Nextflow is not polyglot

by Zebulun Arendsee

Contents:

There are far too many workflow managers to enumerate here, but perhaps the most popular, at least in bioinformatics, is Nextflow. Like many workflow managers, Nextflow advertises itself as being “polyglot”. They claim to support many programming languages.

It is true that within a Nextflow script you can write code from several scripting languages (Bash, Python, Perl and others).

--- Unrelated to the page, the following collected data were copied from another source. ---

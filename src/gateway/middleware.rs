use std::sync::Arc;

use axum::{
    body::Body,
    extract::State,
    http::{header, Request, StatusCode},
    middleware::Next,
    response::Response,
};

use super::state::AppState;

/// User identity extracted from a validated bearer token.
#[derive(Debug, Clone)]
pub struct AuthUser(pub String);

/// Rejects requests lacking a valid bearer token; on success the user id is
/// injected as a request extension.
pub async fn require_token(
    State(state): State<Arc<AppState>>,
    mut request: Request<Body>,
    next: Next,
) -> Result<Response, StatusCode> {
    let header_value = request
        .headers()
        .get(header::AUTHORIZATION)
        .and_then(|value| value.to_str().ok())
        .ok_or(StatusCode::UNAUTHORIZED)?;

    let token = header_value.strip_prefix("Bearer ").unwrap_or(header_value);
    let user_id = state
        .secretary
        .verify_token(token)
        .map_err(|_| StatusCode::UNAUTHORIZED)?;

    request.extensions_mut().insert(AuthUser(user_id));
    Ok(next.run(request).await)
}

The following code is an example of “polyglot” programming from their online documentation (https://www.nextflow.io/example2.html):

#!/usr/bin/env nextflow
 
params.range = 100
 
/*
 * A trivial Perl script that produces a list of number pairs
 */
process perlTask {
    output:
    stdout
 
    shell:
    '''
    #!/usr/bin/env perl
    use strict;
    use warnings;
 
    my $count;
    my $range = !{params.range};
    for ($count = 0; $count < 10; $count++) {
        print rand($range) . ', ' . rand($range) . "\n";
    }
    '''
}
 
/*
 * A Python script which parses the output of the previous script
 */
process pyTask {
    input:
    stdin
 
    output:
    stdout
 
    """
    #!/usr/bin/env python
    import sys
 
    x = 0
    y = 0
    lines = 0
    for line in sys.stdin:
        items = line.strip().split(",")
        x += float(items[0])
        y += float(items[1])
        lines += 1
 
    print("avg: %s - %s" % ( x/lines, y/lines ))
    """
}
 
workflow {
    perlTask | pyTask | view
}

The script defines processes that wrap scripts in Perl and Python. Each script is a full program – hashbang and all. Nextflow takes these scripts, interpolates parameters, writes them to disk, and executes them. The parameter insertion, at least, is helpful. But writing code in a Nextflow script separates the target language (Python/Perl) from the language ecosystem. For instance, you cannot easily run the popular autoformatter black or the typechecker mypy on Python code that is written in a Nextflow file. Also all language-specific IDE tools are lost. All that is gained from including foreign code in a Nextflow file is string interpolation and a reduction in the number of files.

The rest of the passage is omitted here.